An applicative lets you apply a function in a context to a value in a context. So for instance, you can apply some((i: Int) => i + 1) to some(3) and get some(4). Let’s forget that for now. I’ll come back to that later.

List has two representations, it’s either Nil or head :: tail. You may be used to fold over it using foldLeft but there is another way to fold over it:

def foldr[A, B](l: List[A], acc0: B, f: (A, B) => B): B = l match {
   case Nil => acc0
   case x :: xs => f(x, foldr(xs, acc0, f))
}

Given List(1, 2) we fold over the list applying the function starting from the right side – even though we really deconstruct the list from the left side!

f(1, f(2, Nil))

This can be used to compute the length of a list. Given List(1, 2):

foldr(List(1, 2), 0, (i: Int, acc: Int) => 1 + acc)
// returns 2

This can also be used to create another list:

foldr[Int, List[Int]](List(1, 2), List[Int](), _ :: _)
//List[Int] = List(1, 2)

So given an empty list and the :: function we were able to create another list. What if our elements are in some context? If our context is an applicative then we can still apply our elements and :: in that context.

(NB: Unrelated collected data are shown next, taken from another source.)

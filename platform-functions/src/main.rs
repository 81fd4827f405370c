//! file-functions entry point

use anyhow::Context;
use platform_core::{init_logging, load_dotenv, LoggingConfig, ProcessEnv};
use platform_functions::{run_server, FunctionsConfig, FunctionsState, SERVICE_NAME};
use platform_gcp::token_source_from_env;

#[tokio::main]
async fn main() -> anyhow::Result<()> {
    let dotenv = load_dotenv();
    init_logging(&LoggingConfig::from_env(SERVICE_NAME, &ProcessEnv))?;
    if let Some(path) = dotenv {
        tracing::debug!(path = %path.display(), "Loaded .env");
    }

    let config = FunctionsConfig::from_env(&ProcessEnv).context("invalid configuration")?;
    if config.bucket.is_empty() {
        tracing::warn!("GCS_BUCKET_NAME not set, uploads will fail");
    }
    tracing::info!(bucket = %config.bucket, "Starting file functions");

    let state = FunctionsState::from_config(&config, token_source_from_env(&ProcessEnv));
    run_server(state, config.bind_addr())
        .await
        .context("server error")?;

    Ok(())
}
//! Table definitions
//!
//! Tables are described explicitly and created with `CREATE TABLE IF NOT
//! EXISTS`. Existing tables are never dropped or altered; there is no
//! migration tooling.

use sqlx::PgPool;

/// One column of a table
#[derive(Debug, Clone, Copy)]
pub struct ColumnDef {
    pub name: &'static str,
    pub sql_type: &'static str,
    pub nullable: bool,
    pub primary_key: bool,
    /// SQL default expression, evaluated by the store
    pub default: Option<&'static str>,
}

impl ColumnDef {
    const fn new(name: &'static str, sql_type: &'static str) -> Self {
        Self {
            name,
            sql_type,
            nullable: true,
            primary_key: false,
            default: None,
        }
    }

    const fn primary_key(mut self) -> Self {
        self.primary_key = true;
        self.nullable = false;
        self
    }

    const fn not_null(mut self) -> Self {
        self.nullable = false;
        self
    }

    const fn default_to(mut self, expr: &'static str) -> Self {
        self.default = Some(expr);
        self
    }

    fn to_sql(&self) -> String {
        let mut sql = format!("{} {}", self.name, self.sql_type);
        if self.primary_key {
            sql.push_str(" PRIMARY KEY");
        } else if !self.nullable {
            sql.push_str(" NOT NULL");
        }
        if let Some(expr) = self.default {
            sql.push_str(" DEFAULT ");
            sql.push_str(expr);
        }
        sql
    }
}

/// A table and its columns, in declaration order
#[derive(Debug, Clone, Copy)]
pub struct TableDef {
    pub name: &'static str,
    pub columns: &'static [ColumnDef],
}

impl TableDef {
    /// Idempotent DDL for this table
    pub fn create_if_absent_sql(&self) -> String {
        let columns: Vec<String> = self.columns.iter().map(ColumnDef::to_sql).collect();
        format!(
            "CREATE TABLE IF NOT EXISTS {} ({})",
            self.name,
            columns.join(", ")
        )
    }

    /// Comma-separated column names, for SELECT and RETURNING lists
    pub fn column_list(&self) -> String {
        self.columns
            .iter()
            .map(|c| c.name)
            .collect::<Vec<_>>()
            .join(", ")
    }
}

/// `items`: the only persisted entity
pub const ITEMS: TableDef = TableDef {
    name: "items",
    columns: &[
        ColumnDef::new("id", "SERIAL").primary_key(),
        ColumnDef::new("name", "VARCHAR(255)").not_null(),
        ColumnDef::new("description", "TEXT"),
        ColumnDef::new("created_at", "TIMESTAMP").default_to("CURRENT_TIMESTAMP"),
    ],
};

/// Every table the service owns
pub const TABLES: &[TableDef] = &[ITEMS];

/// Create any missing tables.
pub async fn ensure_schema(pool: &PgPool) -> Result<(), sqlx::Error> {
    for table in TABLES {
        sqlx::query(&table.create_if_absent_sql())
            .execute(pool)
            .await?;
        tracing::debug!(table = table.name, "Table verified");
    }
    Ok(())
}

Continuing with List(1, 2) and Option as our applicative. We start with some(List[Int]())) we want to apply the :: function in the Option context. This is what the F.map2 does. It takes two values in their Option context, put the provided function of two arguments into the Option context and apply them together.

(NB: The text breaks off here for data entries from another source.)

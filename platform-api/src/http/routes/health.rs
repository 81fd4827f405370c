//! Health check endpoint
//!
//! Reads only in-memory state, so it answers even when the database is
//! down (load balancer probes depend on that).

use axum::{extract::State, routing::get, Json, Router};
use chrono::Utc;
use serde::Serialize;

use crate::db::DbStatus;
use crate::state::AppState;

/// Health check response
#[derive(Debug, Serialize)]
pub struct HealthResponse {
    pub status: &'static str,
    pub service: &'static str,
    pub environment: String,
    pub database: DbStatus,
    /// Seconds since the Unix epoch
    pub timestamp: f64,
}

/// GET /health
async fn health(State(state): State<AppState>) -> Json<HealthResponse> {
    Json(HealthResponse {
        status: "healthy",
        service: state.service(),
        environment: state.environment().to_owned(),
        database: state.db().status(),
        timestamp: Utc::now().timestamp_micros() as f64 / 1_000_000.0,
    })
}

/// Health routes
pub fn router() -> Router<AppState> {
    Router::new().route("/health", get(health))
}

#[cfg(test)]
mod tests {
    use super::*;
    use crate::db::ConnectionManager;

    #[tokio::test]
    async fn reports_disconnected_when_uninitialized() {
        let state = AppState::new("test", ConnectionManager::uninitialized());
        let Json(body) = health(State(state)).await;

        assert_eq!(body.status, "healthy");
        assert_eq!(body.service, "web-api");
        assert_eq!(body.environment, "test");
        assert_eq!(body.database, DbStatus::Disconnected);
        assert!(body.timestamp > 1_600_000_000.0);
    }
}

So outside the context we have (2, Nil) => 2 :: Nil

In context we have: (Some(2), Some(Nil)) => Some(2 :: Nil)

Going back to the original question:

// do a foldr 
DList.fromList(l).foldr(F.point(List[B]())) {
  // starting with an empty list in its applicative context F.point(List[B]())
  (a, fbs) => F.map2(f(a), fbs)(_ :: _)
  // Apply the `::` function to the two values in the context
}

I am not sure why the difference DList is used. What I see is that it uses trampolines so hopefully that makes this implementation work without blowing the stack, but I have not tried so I don’t know.

The interesting part about implementing the right fold like this is that I think it gives you an approach to implement traverse for algebric data types using catamorphisms.

For instance given:

trait Tree[+A]
object Leaf extends Tree[Nothing]
case class Node[A](a: A, left: Tree[A], right: Tree[A]) extends Tree[A]

Fold would be defined like this (which is really following the same approach as for List):

def fold[A, B](tree: Tree[A], valueForLeaf: B, functionForNode: (A, B, B) => B): B = {
  tree match {
    case Leaf => valueForLeaf
    case Node(a, left, right) => functionForNode(a, 
        fold(left, valueForLeaf, functionForNode), 
        fold(right, valueForLeaf, functionForNode)
      )
  }
}

And traverse would use that fold with F.point(Leaf) and apply it to Node.apply. Though there is no F.map3 so it may be a bit cumbersome.